After parameter tuning, much better learning curves are seen for SVM and KNN. Previously, reaching the peak accuracy took SVM around 400 training sets, but now it is achieved within 300 training sets. Similarly, KNN’s previous peak performance was at 500 training sets, but now it is achieved within 400 training sets. Little performance disruption is seen for DT, but it can ultimately maintain its peak accuracy. No noticeable changes were seen for RF, as it has a stable learning curve and accuracy throughout the K-folding and fixed parameter tests. Details of learning curves after parameter tuning for four models are shown in Fig 10.

thumbnail
Fig 10. Learning curves after parameter tuning for four models.

https://doi.org/10.1371/journal.pone.0305035.g010

Discussion

Machine learning has always been one of the most popular techniques for analyzing numeric data. Specifically, it has been widely used in medical science to help healthcare professionals with prognosis, diagnosis, different factor analysis, and so on. In this paper, four ML models are used to predict lung cancer risk levels, as well as analyze the explainability of these models’ outcomes. Previous studies that worked with similar datasets used some standard models but achieved lower performance and provided no logical explanation [22, 26]. Ahmad A. et al. even collected expert professional comments to compare with the ML predicted result, which shows the superiority of ML prediction. Even with CT scans, the CNN method shows better accuracy than senior doctors in the case of risk assessment [33]. It refers to the importance of explainability in answering why these models can perform better than professionals.

This paper worked with a lung cancer risk assessment dataset, which has been trained with four machine learning models, achieving higher accuracy than previous work [26]. Hyperparameter tuning has been done using the Grid Search algorithm to get the best parameters among given ranges for all four models.
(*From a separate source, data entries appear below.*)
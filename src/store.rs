use std::collections::BTreeMap;
use std::fmt;
use std::fs::File;
use std::io::{BufReader, BufWriter};
use std::path::Path;

use log::{debug, info};
use serde::{Deserialize, Serialize};

use crate::error::{Error, Result};
use crate::hamming::Descriptor;

/// 图片的唯一标识，只要源文件不变就保持稳定
#[derive(Debug, Clone, Copy, PartialEq, Eq, PartialOrd, Ord, Hash, Serialize, Deserialize)]
pub struct ImageId(pub u64);

impl ImageId {
    /// 使用文件内容的哈希值生成 ID
    pub fn from_hash(hash: &blake3::Hash) -> Self {
        let bytes = hash.as_bytes();
        let mut buf = [0u8; 8];
        buf.copy_from_slice(&bytes[..8]);
        Self(u64::from_le_bytes(buf))
    }
}

impl fmt::Display for ImageId {
    fn fmt(&self, f: &mut fmt::Formatter<'_>) -> fmt::Result {
        write!(f, "{:016x}", self.0)
    }
}

/// 一张图片及其全部描述符
///
/// `descriptor_count` 必须等于 `descriptors.len()`，反序列化得到的记录可能不满足，
/// 使用前应调用 [`ImageRecord::validate`]
#[derive(Debug, Clone, PartialEq, Serialize, Deserialize)]
pub struct ImageRecord {
    pub id: ImageId,
    pub path: String,
    pub descriptors: Vec<Descriptor>,
    pub descriptor_count: usize,
}

impl ImageRecord {
    pub fn new(id: ImageId, path: impl Into<String>, descriptors: Vec<Descriptor>) -> Self {
        let descriptor_count = descriptors.len();
        Self { id, path: path.into(), descriptors, descriptor_count }
    }

    /// 检查记录是否可以参与匹配
    pub fn validate(&self) -> Result<()> {
        if self.descriptor_count != self.descriptors.len() {
            return Err(Error::CorruptRecord {
                id: self.id,
                reason: format!(
                    "descriptor_count is {} but {} descriptors are stored",
                    self.descriptor_count,
                    self.descriptors.len()
                ),
            });
        }
        if self.descriptors.is_empty() {
            return Err(Error::CorruptRecord { id: self.id, reason: "no descriptors".to_string() });
        }
        Ok(())
    }
}

/// 特征缓存，避免重复提取描述符
pub trait FeatureCache {
    /// 读取图片的描述符，未命中时返回 None
    fn load(&self, id: ImageId) -> Option<Vec<Descriptor>>;

    /// 保存图片的描述符
    fn store(&mut self, id: ImageId, descriptors: Vec<Descriptor>);
}

/// 图片 ID 到描述符序列的映射，不包含任何搜索逻辑
///
/// 使用 BTreeMap 保证遍历顺序稳定，相同的数据总能构建出相同的索引
#[derive(Debug, Clone, Default, Serialize, Deserialize)]
pub struct DescriptorStore {
    records: BTreeMap<ImageId, ImageRecord>,
}

impl DescriptorStore {
    pub fn new() -> Self {
        Self::default()
    }

    /// 插入一条记录，如果 ID 已存在则替换并返回旧记录
    pub fn insert(&mut self, record: ImageRecord) -> Option<ImageRecord> {
        self.records.insert(record.id, record)
    }

    pub fn remove(&mut self, id: ImageId) -> Option<ImageRecord> {
        self.records.remove(&id)
    }

    pub fn get(&self, id: ImageId) -> Option<&ImageRecord> {
        self.records.get(&id)
    }

    pub fn contains(&self, id: ImageId) -> bool {
        self.records.contains_key(&id)
    }

    /// 更新图片路径，返回图片是否存在
    pub fn update_path(&mut self, id: ImageId, path: impl Into<String>) -> bool {
        match self.records.get_mut(&id) {
            Some(record) => {
                record.path = path.into();
                true
            }
            None => false,
        }
    }

    /// 只保留满足条件的记录，返回被删除的数量
    pub fn retain(&mut self, mut f: impl FnMut(&ImageRecord) -> bool) -> usize {
        let before = self.records.len();
        self.records.retain(|_, record| f(record));
        before - self.records.len()
    }

    /// 按 ID 升序遍历所有记录
    pub fn iter(&self) -> impl ExactSizeIterator<Item = &ImageRecord> + '_ {
        self.records.values()
    }

    pub fn len(&self) -> usize {
        self.records.len()
    }

    pub fn is_empty(&self) -> bool {
        self.records.is_empty()
    }

    /// 所有图片的描述符总数
    pub fn total_descriptors(&self) -> usize {
        self.records.values().map(|r| r.descriptors.len()).sum()
    }

    /// 从文件中加载
    pub fn open(path: impl AsRef<Path>) -> Result<Self> {
        let path = path.as_ref();
        debug!("reading descriptor store from {}", path.display());
        let reader = BufReader::new(File::open(path)?);
        let store: Self = bincode::deserialize_from(reader)?;
        info!("已加载 {} 张图片，共 {} 个描述符", store.len(), store.total_descriptors());
        Ok(store)
    }

    /// 文件不存在时返回空的存储
    pub fn open_or_default(path: impl AsRef<Path>) -> Result<Self> {
        let path = path.as_ref();
        if path.exists() { Self::open(path) } else { Ok(Self::default()) }
    }

    /// 保存到文件，先写入临时文件再重命名，避免写到一半的文件覆盖旧数据
    pub fn save(&self, path: impl AsRef<Path>) -> Result<()> {
        let path = path.as_ref();
        let tmp = path.with_extension("tmp");
        {
            let mut writer = BufWriter::new(File::create(&tmp)?);
            bincode::serialize_into(&mut writer, self)?;
        }
        std::fs::rename(&tmp, path)?;
        debug!("descriptor store saved to {}", path.display());
        Ok(())
    }
}

impl FeatureCache for DescriptorStore {
    fn load(&self, id: ImageId) -> Option<Vec<Descriptor>> {
        self.records.get(&id).map(|r| r.descriptors.clone())
    }

    fn store(&mut self, id: ImageId, descriptors: Vec<Descriptor>) {
        let path = match self.records.get(&id) {
            Some(record) => record.path.clone(),
            None => id.to_string(),
        };
        self.insert(ImageRecord::new(id, path, descriptors));
    }
}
After training with those parameters, improvements were seen in the SVM, KNN, and DT models. Random Forest has remained the top scorer since the beginning due to its capability of generating multiple trees, each having split features based on feature weights. SVM, KNN, and DT are some of the most popular models for training numeric datasets, and some other Kaggle datasets were seen to be trained by using these models. One recent work achieved accuracy around 95.4% for SVM, 93.7% for DT, and 95.2% for KNN [21], another work [22] achieved 99.2% with SVM and 90% with DT on the same dataset. In both cases, no hyperparameter tuning has been done, which might be able to increase their accuracy, and no model explanations were mentioned. On a custom-collected dataset, SVM, RF, and KNN were applied to train the data, and they gained 94.7%, 89.5%, and 89.5% model accuracy, respectively. A comparison of these results is shown in Table 6.

thumbnail
Table 6. Result comparison among literature and this work.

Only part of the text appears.